As noções de sexo, papel sexual, identidade sexual e orientação sexual, que devem ser consideradas para a classificação de um indivíduo como homossexual, derivam dessa evolução da concepção científica da sexualidade (É curioso observar que, com base nessas concepções, os aspectos negativos da homossexualidade masculina são originários da presença de aspectos "femininos" no homem. Não é à toa que em seus movimentos de reivindicação por respeito aos direitos e modo de vida, os homossexuais façam uma comparação com o movimento feminista, que também precisou levantar bandeiras para que a mulher deixasse de ser considerada um produto inferior ou defeituoso da raça humana.). De acordo com a psicóloga, sexóloga e prefeita Marta Suplicy, "o sexo de uma pessoa é determinado antes do seu nascimento por uma definição biológica. O papel sexual é determinado por leis sociais que indicam como cada sexo deve se portar. (...) O indivíduo desenvolve dois esquemas de identidade (papel) sexual no cérebro. Um é o esquema de identidade de si mesmo e o outro é o do sexo oposto. A identidade sexual é a percepção de ser homem ou mulher que cada indivíduo tem a seu respeito. Ao contrário do que se acreditou durante muitos anos é diferenciada principalmente após o nascimento e infância. É determinada muito cedo, provavelmente até aos 2 anos de idade. A orientação sexual significa a expressão sexual de cada indivíduo por um membro de outro sexo, do mesmo sexo, ou por ambos os sexos. Não se sabe se a orientação sexual é determinada pelo social, por fatores biológicos ou ambos" (SUPLICY, 1986, p. 265-266).

O que normalmente acontece é uma confusão entre orientação sexual e papel ou identidade sexual. Um indivíduo do sexo masculino pode ter características do papel sexual feminino e uma orientação sexual para o sexo oposto. A orientação homossexual não tem como prerrogativa a identidade sexual contrária ao sexo. Muitos homossexuais, sejam homens ou mulheres, têm uma identidade sexual correspondente ao seu sexo (homem com identidade sexual masculina, mulher com identidade sexual feminina), enquanto outros têm uma identidade sexual oposta ao seu sexo.
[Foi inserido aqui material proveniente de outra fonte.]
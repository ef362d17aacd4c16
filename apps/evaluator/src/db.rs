use anyhow::{Context, Result};
use sqlx::postgres::PgPoolOptions;
use sqlx::PgPool;
use tracing::info;

/// Creates and returns a PostgreSQL connection pool.
pub async fn create_pool(database_url: &str) -> Result<PgPool> {
    info!("Connecting to PostgreSQL...");

    let pool = PgPoolOptions::new()
        .max_connections(10)
        .connect(database_url)
        .await
        .context("Failed to connect to PostgreSQL")?;

    info!("PostgreSQL connection pool established");
    Ok(pool)
}

/// Applies the embedded migrations under `migrations/`.
pub async fn run_migrations(pool: &PgPool) -> Result<()> {
    info!("Running database migrations...");
    sqlx::migrate!("./migrations")
        .run(pool)
        .await
        .context("Failed to run migrations")?;
    info!("Migrations complete");
    Ok(())
}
A representação do homossexual na mídia é feita com base no papel sexual. O homossexual masculino é representado com características do papel sexual feminino, e vice-versa. Pela disseminação dessa associação na nossa cultura, os indivíduos cujo papel sexual não esteja de acordo com seu sexo são imediatamente classificados como homossexuais, sem que se leve em conta a orientação sexual da pessoa. Homens com gestos e feições mais delicados, ou que prefiram atividades mais ligadas à sensibilidade que à força, são tachados de homossexuais, da mesma maneira que mulheres que não dêem tanta atenção à vaidade, ou que prefiram atividades e profissões ditas "masculinas", também recebem esta classificação. "O homossexual é freqüentemente estereotipado, tanto social quanto cientificamente. Como se os homossexuais fossem todos iguais, tivessem as mesmas profissões, interesses, educação, estilo de vida, personalidade e aparência física" (IDEM, 1986, p. 266).

Esta é uma pequena parte de um trabalho que se aprofunda paulatinamente. Os equívocos são inerentes ao seu caráter de incompletude. Mesmo depois de concluída, essa pesquisa não terá a pretensão de esgotar o assunto, que envolve abordagens tão diversas quanto as da psicologia, sociologia e antropologia. No entanto, o pouco que existe aqui pode servir como uma espécie de facho de luz a varar os cantos mais escuros da nossa mente, permitindo observar este tema com uma clareza maior do que nos impõe a representação estereotipada. Uma representação que a publicidade vem fazendo pelo lado inverso: ao perceber o grande filão mercadológico que é o grupo consumidor homossexual, parece estar procurando padrões cada vez mais simpáticos de representação do público gay. Neste caso, talvez os fins estejam justificando os meios.

Para saber mais:

COSTA, Jurandir Freire. O referente da identidade homossexual. In: PARKER, Richard e BARBOSA, Regina M. (orgs.) Sexualidades Brasileiras. Rio de Janeiro: Relume-Dumará, 1996.

SUPLICY, Marta. Conversando sobre sexo. Petrópolis: Edição da Autora, 1986 (Distribuição: Editora Vozes).